Key phrase "They never actually claim this browser is working and functional " This is what most AI "successes" turn out to be when you apply even a modicum of scrutiny.

embedding-shape 12 hours ago | parent | next [-]

In my personal experience, Codex and Claude Code are definitively capable tools when used in certain ways.

What Cursor did with their blogpost seems intentionally and outright misleading, since I'm not able to even run the thing. With Codex/Claude Codex it's relatively easy to download it and run it to try for yourself.

netdevphoenix 12 hours ago | parent | next [-]

"definitively capable tools when used in certain ways". This sounds like "if it doesn't work for you is because you don't use in the right way" imo.

Reminds me of SAAP/Salesforce.

embedding-shape 12 hours ago | parent | next [-]

Yes, many tools work like that, especially professional tools.
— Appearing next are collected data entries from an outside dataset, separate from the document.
//! Binary signal at directory granularity.

use super::{Feature, FeatureValue, PreparedFeature};
use crate::matcher::{
    index_frames_with_crashed_group, match_suspect_with_frame_infos, CrashMatches, CrashedGroup,
    DependencyFrameIndex,
};
use crate::model::{CrashReport, FileChangeInfo, Suspect};
use crate::utils::paths::{dirname, is_same_file_path, is_test_file};

pub const TOUCH_CRASHED_DIRECTORY: &str = "TouchCrashedDirectory";

/// Did the suspect touch a file in a crashed directory
pub struct TouchCrashedDirectoryFeature {
    include_test_files: bool,
}

impl TouchCrashedDirectoryFeature {
    pub fn new(include_test_files: bool) -> Self {
        Self { include_test_files }
    }
}

/// Deleted files never match; test files only when `include_test_files`
fn touches_crashed_directory(
    touched: &FileChangeInfo,
    group: &CrashedGroup,
    include_test_files: bool,
) -> bool {
    let CrashedGroup::Directory(crashed_directory) = group else {
        return false;
    };
    if touched.is_delete() {
        return false;
    }

    let path = touched.path();
    if !include_test_files && is_test_file(path) {
        return false;
    }

    let directory = dirname(path);
    !directory.is_empty() && is_same_file_path(directory, crashed_directory)
}

impl Feature for TouchCrashedDirectoryFeature {
    fn name(&self) -> &str {
        TOUCH_CRASHED_DIRECTORY
    }

    fn prepare<'r>(&'r self, report: &'r CrashReport) -> Box<dyn PreparedFeature + 'r> {
        Box::new(PreparedTouchCrashedDirectory {
            index: index_frames_with_crashed_group(
                &report.stacktrace,
                CrashedGroup::directory,
                &report.dependencies,
            ),
            include_test_files: self.include_test_files,
        })
    }
}

struct PreparedTouchCrashedDirectory {
    index: DependencyFrameIndex,
    include_test_files: bool,
}

impl PreparedFeature for PreparedTouchCrashedDirectory {
    fn score(&self, suspect: &Suspect, _matches: Option<&CrashMatches>) -> FeatureValue {
        let matches = match_suspect_with_frame_infos(suspect, &self.index, |touched, group| {
            touches_crashed_directory(touched, group, self.include_test_files)
        });

        if matches.is_empty() {
            return FeatureValue::zero(TOUCH_CRASHED_DIRECTORY);
        }

        let directories: Vec<&str> = matches.keys().map(CrashedGroup::value).collect();
        FeatureValue::new(TOUCH_CRASHED_DIRECTORY, 0.0).with_reason(format!(
            "Touched files in crashed directory {}",
            directories.join(", ")
        ))
    }
}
You think you can just fire up Ableton, Cubase or whatever and make as great music as a artist who done that for a long time? No, it requires practice and understanding. Every tool works like this, some different difficulties, some different skill levels, but all of them have it in some way.
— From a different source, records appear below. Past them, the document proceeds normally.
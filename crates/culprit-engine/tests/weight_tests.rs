use culprit_engine::feature::{log_linearly_scaled, FeatureValue, MetaFeatureValue};
use culprit_engine::utils::error::EngineError;
use culprit_engine::weight::{MetaWeight, Weight, WeightEntry};
use pretty_assertions::assert_eq;

fn model_weights() -> MetaWeight {
    MetaWeight::default()
        .with(
            "TouchCrashedFileMeta",
            MetaWeight::default()
                .with("MinDistance", 2.0)
                .with("TopFrameIndex", 1.0)
                .with("TouchCrashedFile", 0.0),
        )
        .with("TouchCrashedDirectory", 0.5)
        .with("TouchCrashedComponent", 0.000001)
}

fn feature_values() -> MetaFeatureValue {
    MetaFeatureValue::new("WrapperMetaFeature")
        .with_meta(
            MetaFeatureValue::new("TouchCrashedFileMeta")
                .with_value(FeatureValue::new("MinDistance", -0.5))
                .with_value(FeatureValue::new("TopFrameIndex", -0.25))
                .with_value(FeatureValue::zero("TouchCrashedFile")),
        )
        .with_value(FeatureValue::new("TouchCrashedDirectory", -1.0))
        .with_value(FeatureValue::new("Unweighted", -3.0))
}

#[test]
fn test_weight_is_zero() {
    for (w, e) in [(0.0, 0.1), (0.05, 0.1), (-0.05, 0.1), (0.1, 0.1), (-2.0, 1.0), (1e-9, 1e-8)] {
        assert_eq!(Weight(w).is_zero(e), w.abs() < e, "w={} e={}", w, e);
    }
}

#[test]
fn test_weight_norms() {
    assert_eq!(Weight(-3.0).l0(), 1.0);
    assert_eq!(Weight(0.0).l0(), 0.0);
    assert_eq!(Weight(-3.0).l1(), 3.0);
    assert_eq!(Weight(-3.0).quadrance(), 9.0);
    assert_eq!(Weight(2.0) * Weight(0.25), 0.5);
    assert_eq!(Weight(2.0) * -0.25, -0.5);
}

#[test]
fn test_zero_weight_silences_log_zero() {
    assert_eq!(Weight(0.0) * f64::NEG_INFINITY, 0.0);
    assert_eq!(Weight(0.5) * f64::NEG_INFINITY, f64::NEG_INFINITY);
}

#[test]
fn test_dot_ignores_missing_keys() {
    let score = model_weights().dot(&feature_values()).unwrap();
    // 2 * -0.5 + 1 * -0.25 + 0 * -inf + 0.5 * -1.0; component has no value
    assert_eq!(score, -1.75);
}

#[test]
fn test_dot_is_pure() {
    let weights = model_weights();
    let features = feature_values();
    let first = weights.dot(&features).unwrap();
    let second = weights.dot(&features).unwrap();
    assert_eq!(first, second);
    assert_eq!(weights, model_weights());
    assert_eq!(features, feature_values());
}

#[test]
fn test_dot_shape_mismatch() {
    let weights = MetaWeight::default().with("TouchCrashedFileMeta", 1.0);
    let result = weights.dot(&feature_values());
    assert_eq!(
        result,
        Err(EngineError::WeightShapeMismatch {
            key: "TouchCrashedFileMeta".to_string()
        })
    );
}

#[test]
fn test_drop_zero_weights_is_idempotent() {
    let mut once = model_weights();
    once.drop_zero_weights(1e-5);

    let mut twice = once.clone();
    twice.drop_zero_weights(1e-5);

    assert_eq!(once, twice);
    assert!(once.get("TouchCrashedComponent").is_none());
    let Some(WeightEntry::Meta(file_meta)) = once.get("TouchCrashedFileMeta") else {
        panic!("file meta weights dropped");
    };
    assert_eq!(file_meta.len(), 2);
}

#[test]
fn test_drop_zero_weights_removes_empty_subtrees() {
    let mut weights = MetaWeight::default()
        .with("Meta", MetaWeight::default().with("A", 0.0).with("B", 0.0))
        .with("C", 1.0);
    assert!(!weights.is_zero(1e-5));
    weights.drop_zero_weights(1e-5);
    assert_eq!(weights, MetaWeight::default().with("C", 1.0));
}

#[test]
fn test_meta_weight_norms() {
    let weights = model_weights();
    assert_eq!(weights.l0(), 4.0);
    assert!((weights.l1() - 3.500001).abs() < 1e-12);
    assert!((weights.quadrance() - (4.0 + 1.0 + 0.25 + 1e-12)).abs() < 1e-12);
}

#[test]
fn test_meta_weight_from_toml() {
    let weights: MetaWeight = toml::from_str(
        r#"
        TouchCrashedDirectory = 1.0

        [TouchCrashedFileMeta]
        MinDistance = 0.8
        "#,
    )
    .unwrap();

    let expected = MetaWeight::default()
        .with("TouchCrashedDirectory", 1.0)
        .with("TouchCrashedFileMeta", MetaWeight::default().with("MinDistance", 0.8));
    assert_eq!(weights, expected);
}

#[test]
fn test_min_distance_scaling_is_monotonic() {
    let max = 50.0;
    let values: Vec<f64> = (0..=60).map(|d| log_linearly_scaled(f64::from(d), max)).collect();

    assert_eq!(values[0], 0.0);
    for pair in values.windows(2) {
        assert!(pair[1] <= pair[0]);
        assert!(!pair[1].is_nan());
    }
    assert!(values[50..].iter().all(|value| *value == f64::NEG_INFINITY));
}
deathanatos 12 hours ago | parent | next [-]

This is the company making the tool that is holding the tool, in this case, claiming that "[they] built a browser" when, if TFA's assertions are correct, they did not "build a browser" by any reasonable interpretation of those words.

(I grant that you're speaking from your experience, about different tools, two replies up, but this claims is just paper-rock-scissorable through these various AI tools. "Oh, this tool's authors are just hype, but this tool works totes-mc-oates…". Fool me once, and all.)

embedding-shape 12 hours ago | parent [-]

Yes, and apparently is a horrible way, because they've obviously failed to produce a functioning browser. But since I'm the author of TFA, I guess I'm kind of biased in this discussion.

Codex was sold to me as a tool that can help me do program. I tried it, evaluated it, found it helpful, continued using it. Based on my experience, it definitively helps with some tasks. Apparently also, it does not work for others, for some not at all. I know the tool works for me, and I take the claim that it doesn't for others, what am I left to believe in? That the tool doesn't actually work, even though my own experience and usage of it says otherwise?

Codex is still an "AI success", regardless if it could build an entire browser by itself, from scratch, or whatever. It helps as it is today, I wouldn't need it to get better to continue using it.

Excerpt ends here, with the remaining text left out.